Destry menambahkan, insentif likuiditas makroprudensial (KLM) turut diberikan dengan penurunan Giro Wajib Minimum (GWM) dari 9% menjadi 4%, serta tambahan insentif 0,5% bagi bank yang menurunkan suku bunga kredit dan deposito lebih cepat.
Kebijakan Sistem Pembayaran dan Digitalisasi
Selain kebijakan moneter dan makroprudensial, BI memperkuat ekspansi melalui sistem pembayaran. Inisiatif seperti QRIS, BI Fast Payment, serta kebijakan ekonomi dan keuangan syariah mendukung inklusi finansial dan pertumbuhan ekonomi riil.
Langkah ini bertujuan memperluas akses masyarakat terhadap layanan keuangan, termasuk UMKM, sekaligus mempermudah transaksi elektronik. Dengan demikian, digitalisasi menjadi salah satu instrumen ekspansi yang mendorong perputaran ekonomi lebih cepat.
Destry menegaskan, kombinasi ketiga kebijakan ini memungkinkan BI menyeimbangkan kebutuhan stabilitas dengan percepatan pertumbuhan ekonomi, termasuk menanggapi dinamika aliran modal dan likuiditas di perbankan.
Kontraksi untuk Stabilitas dan Revisi UU PPSK
Meskipun menjalankan ekspansi, BI tetap melakukan kontraksi bila diperlukan. Salah satunya melalui instrumen Sekuritas Rupiah Bank Indonesia (SRBI) untuk mengelola likuiditas saat terjadi capital outflow. Normalisasi suku bunga SRBI bertujuan menjaga stabilitas pasar dan nilai tukar rupiah.
Destry juga menyinggung revisi UU PPSK, yang memberi mandat lebih luas kepada BI untuk menitikberatkan kebijakan pada pertumbuhan ekonomi dan penciptaan lapangan kerja. Dengan revisi ini, BI diharapkan dapat menyinergikan kebijakan fiskal dan moneter secara lebih efektif, sehingga intervensi di sektor riil dan keuangan lebih terpadu.
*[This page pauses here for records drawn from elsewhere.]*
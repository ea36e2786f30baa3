//! Evaluation Pipeline - One Submission, One Verdict
//!
//! **Core Responsibility:**
//! Drive one submission through the full sequence: driver synthesis,
//! sandbox execution, output comparison, status aggregation, then the
//! optional AI judgement passes, and assemble the response body.
//!
//! **Critical Properties:**
//! - Test cases run strictly in order; a confirmed compile error stops
//!   the remaining ones
//! - Hidden test cases contribute only aggregate counts to the response
//! - Both AI passes are best-effort: any failure there degrades to a
//!   response without feedback, never to an error status

use redis::aio::ConnectionManager;
use serde_json::Value;
use tracing::{info, warn};

use crate::driver::{self, DriverError};
use crate::evaluator::Aggregator;
use crate::judge::{self, ApproachJudgement, CodeJudgement};
use crate::llm::LlmClient;
use crate::parser;
use crate::piston::{self, Sandbox, SandboxResponse, SandboxVerdict};
use mentor_common::compare::deep_equal;
use mentor_common::store;
use mentor_common::types::{
    EvaluateRequest, EvaluateResponse, OverallStatus, TestCase, TestCaseResult, TestCaseStatus,
};

const DEFAULT_PROBLEM_DESCRIPTION: &str = "Solve the programming problem.";

/// Everything one sandbox execution contributes to a test-case result.
#[derive(Debug, Clone, PartialEq)]
struct ExecutionOutcome {
    status: TestCaseStatus,
    actual_output: Option<Value>,
    user_stdout: Option<String>,
    piston_stdout: String,
    piston_stderr: String,
    error_message: Option<String>,
}

/// Judge one sandbox response against the expected output. Pure function;
/// the comparison only runs when the execution completed cleanly.
fn judge_execution(response: &SandboxResponse, expected: &Value) -> ExecutionOutcome {
    match piston::classify(response) {
        SandboxVerdict::CompileError { stderr } => ExecutionOutcome {
            status: TestCaseStatus::CompileError,
            actual_output: None,
            user_stdout: None,
            piston_stdout: response.run.stdout.clone(),
            piston_stderr: stderr,
            error_message: None,
        },
        SandboxVerdict::TimedOut => ExecutionOutcome {
            status: TestCaseStatus::Timeout,
            actual_output: None,
            user_stdout: None,
            piston_stdout: response.run.stdout.clone(),
            piston_stderr: response.run.stderr.clone(),
            error_message: Some("Execution timed out.".to_string()),
        },
        SandboxVerdict::RuntimeError { stderr } => ExecutionOutcome {
            status: TestCaseStatus::Error,
            actual_output: None,
            user_stdout: None,
            piston_stdout: response.run.stdout.clone(),
            piston_stderr: stderr,
            error_message: None,
        },
        SandboxVerdict::Completed => {
            let output = parser::parse_driver_output(&response.run.stdout);
            let status = if deep_equal(&output.return_value, expected) {
                TestCaseStatus::Pass
            } else {
                TestCaseStatus::Fail
            };
            ExecutionOutcome {
                status,
                actual_output: Some(output.return_value),
                user_stdout: Some(output.user_stdout),
                piston_stdout: response.run.stdout.clone(),
                piston_stderr: response.run.stderr.clone(),
                error_message: None,
            }
        }
    }
}

/// Build the response entry for a visible test case.
///
/// Inputs and the expected output are always echoed back; the actual
/// output and captured user output only exist for `pass`/`fail`.
fn visible_result(tc: &TestCase, outcome: ExecutionOutcome) -> TestCaseResult {
    TestCaseResult {
        test_case_id: tc.id.clone(),
        status: outcome.status,
        input_args: Some(tc.args.clone()),
        input_arg_names: tc.arg_names.clone(),
        actual_output: outcome.actual_output,
        expected_output: Some(tc.expected_output.clone()),
        user_stdout: outcome.user_stdout,
        piston_stdout: Some(outcome.piston_stdout),
        piston_stderr: Some(outcome.piston_stderr),
        error_message: outcome.error_message,
    }
}

/// Entry for a visible test case whose driver could not be synthesized.
/// The sandbox was never contacted, so no outputs exist.
fn unrunnable_result(tc: &TestCase, error: &DriverError) -> TestCaseResult {
    TestCaseResult {
        test_case_id: tc.id.clone(),
        status: TestCaseStatus::Error,
        input_args: None,
        input_arg_names: None,
        actual_output: None,
        expected_output: Some(tc.expected_output.clone()),
        user_stdout: None,
        piston_stdout: None,
        piston_stderr: None,
        error_message: Some(error.to_string()),
    }
}

/// Run the full evaluation pipeline for one submission.
///
/// The caller has already fetched and validated the test cases; this
/// function never returns an error because every failure mode maps to a
/// status inside the response.
pub async fn evaluate_submission(
    sandbox: &impl Sandbox,
    llm: &LlmClient,
    redis: &mut ConnectionManager,
    request: &EvaluateRequest,
    test_cases: Vec<TestCase>,
) -> EvaluateResponse {
    let aggregator = run_tests(sandbox, request, &test_cases).await;
    finish(llm, redis, request, aggregator).await
}

/// The execution half of the pipeline: one sandbox call per test case,
/// strictly in order, stopping at the first confirmed compile error.
async fn run_tests(
    sandbox: &impl Sandbox,
    request: &EvaluateRequest,
    test_cases: &[TestCase],
) -> Aggregator {
    let mut aggregator = Aggregator::new();

    for tc in test_cases {
        let source = match driver::synthesize(
            &request.language,
            &request.code,
            &tc.function_name,
            &tc.args,
        ) {
            Ok(source) => source,
            Err(error) => {
                warn!(
                    test_case = %tc.id,
                    language = %request.language,
                    "Driver synthesis failed: {error}"
                );
                if tc.is_hidden {
                    aggregator.record_hidden_unrunnable();
                } else {
                    aggregator.record_visible_unrunnable(unrunnable_result(tc, &error));
                }
                continue;
            }
        };

        let version = piston::resolve_version(
            &request.language,
            tc.language_version.as_deref(),
            request.language_version.as_deref(),
        );
        let file_name = piston::resolve_file_name(&request.language, tc.main_file_name.as_deref());
        let stdin = tc.stdin.clone().unwrap_or_default();
        let cmd_args = tc.cmd_args.clone().unwrap_or_default();

        let outcome = match sandbox
            .execute(&request.language, &version, &file_name, &source, &stdin, &cmd_args)
            .await
        {
            Ok(response) => judge_execution(&response, &tc.expected_output),
            Err(error) => {
                warn!(test_case = %tc.id, "Sandbox execution failed: {error}");
                ExecutionOutcome {
                    status: TestCaseStatus::Error,
                    actual_output: None,
                    user_stdout: None,
                    piston_stdout: String::new(),
                    piston_stderr: format!("Worker error: {error}"),
                    error_message: None,
                }
            }
        };

        if tc.is_hidden {
            aggregator.record_hidden(outcome.status);
        } else {
            aggregator.record_visible(visible_result(tc, outcome));
        }

        if aggregator.should_short_circuit() {
            info!(problem_id = %request.problem_id, "Compile error, skipping remaining test cases");
            break;
        }
    }

    aggregator
}

/// The judgement half of the pipeline: approach validation, then tutor
/// feedback, then response assembly.
async fn finish(
    llm: &LlmClient,
    redis: &mut ConnectionManager,
    request: &EvaluateRequest,
    aggregator: Aggregator,
) -> EvaluateResponse {
    let mut overall = aggregator.overall();

    let mut approach_feedback: Option<String> = None;
    let mut is_correct_approach: Option<bool> = None;

    // Approach validation runs whenever the code at least executed
    // cleanly, even if some tests failed; test outcomes are part of the
    // model's context.
    if !aggregator.has_compilation_error()
        && !aggregator.has_runtime_error()
        && llm.has_api_key()
    {
        let approach_prompt = match store::get_approach_prompt(redis, &request.problem_id).await {
            Ok(prompt) => prompt,
            Err(e) => {
                warn!(problem_id = %request.problem_id, error = %e, "Failed to fetch approach prompt");
                None
            }
        };

        if let Some(prompt) = approach_prompt {
            let summary = format!(
                "Visible tests: {}/{} passed. Hidden tests: {}/{} passed.",
                aggregator.visible_passed_count(),
                aggregator.visible_total_count(),
                aggregator.hidden_tests_passed(),
                aggregator.hidden_tests_total(),
            );

            info!(problem_id = %request.problem_id, "Validating solution approach");
            match judge::evaluate_approach(llm, &prompt, &request.code, &summary).await {
                Some(ApproachJudgement::Correct { message }) => {
                    approach_feedback = Some(message);
                    is_correct_approach = Some(true);
                }
                Some(ApproachJudgement::Wrong { message }) => {
                    approach_feedback = Some(message);
                    is_correct_approach = Some(false);
                    overall = OverallStatus::WrongApproach;
                }
                None => {}
            }
        }
    }

    let mut tutor_feedback: Option<String> = None;
    let mut incorrect_lines: Option<Vec<u32>> = None;

    if matches!(overall, OverallStatus::SomeFailed | OverallStatus::WrongApproach)
        && llm.has_api_key()
    {
        // A wrong-approach verdict already carries its own explanation;
        // reuse it instead of asking the model twice.
        if overall == OverallStatus::WrongApproach && approach_feedback.is_some() {
            tutor_feedback = approach_feedback.clone();
        } else {
            let description = match store::get_description(redis, &request.problem_id).await {
                Ok(Some(description)) => description,
                Ok(None) => DEFAULT_PROBLEM_DESCRIPTION.to_string(),
                Err(e) => {
                    warn!(problem_id = %request.problem_id, error = %e, "Failed to fetch problem description");
                    DEFAULT_PROBLEM_DESCRIPTION.to_string()
                }
            };

            match judge::evaluate_code(llm, &description, &request.code).await {
                Some(CodeJudgement::Correct { message }) => {
                    tutor_feedback = Some(message);
                }
                Some(CodeJudgement::Incorrect {
                    message,
                    incorrect_lines: lines,
                }) => {
                    tutor_feedback = Some(message);
                    if !lines.is_empty() {
                        incorrect_lines = Some(lines);
                    }
                }
                None => {}
            }
        }
    }

    let hidden_tests_total_count = aggregator.hidden_tests_total();
    let hidden_tests_passed_count = aggregator.hidden_tests_passed();

    EvaluateResponse {
        problem_id: request.problem_id.clone(),
        overall_status: overall,
        message: overall.message().to_string(),
        test_case_results: aggregator.into_visible_results(),
        hidden_tests_total_count,
        hidden_tests_passed_count,
        tutor_feedback: tutor_feedback.filter(|f| !f.is_empty()),
        incorrect_lines,
        approach_feedback: approach_feedback.filter(|f| !f.is_empty()),
        is_correct_approach,
    }
}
“Hal yang barunya lebih spesifik pada pertumbuhan ekonomi dan penciptaan lapangan kerja. Jadi BI harus lebih banyak ke sektor riil,” jelas Destry.
Aldi
indikatorbisnis.com adalah media online yang menyajikan berita sektor bisnis dan umum secara lengkap, akurat, dan tepercaya.
Rekomendasi
Berita Lainnya
Uang Primer Melambat, Efektivitas Likuiditas Pemerintah Dipertanyakan
- Sabtu, 06 Desember 2025
Simulasi Angsuran KUR Mandiri 2025, Syarat Pengajuan dan Cara Mengajukan Lengkap
- Jumat, 05 Desember 2025
Terpopuler
1.
2.
Indonesia Siap Jadi Sentral Keamanan Siber Asia Pasifik
- 06 Desember 2025
3.
Tren Pencarian Indonesia 2025 Dominasi Budaya Teknologi Digital
- 06 Desember 2025
4.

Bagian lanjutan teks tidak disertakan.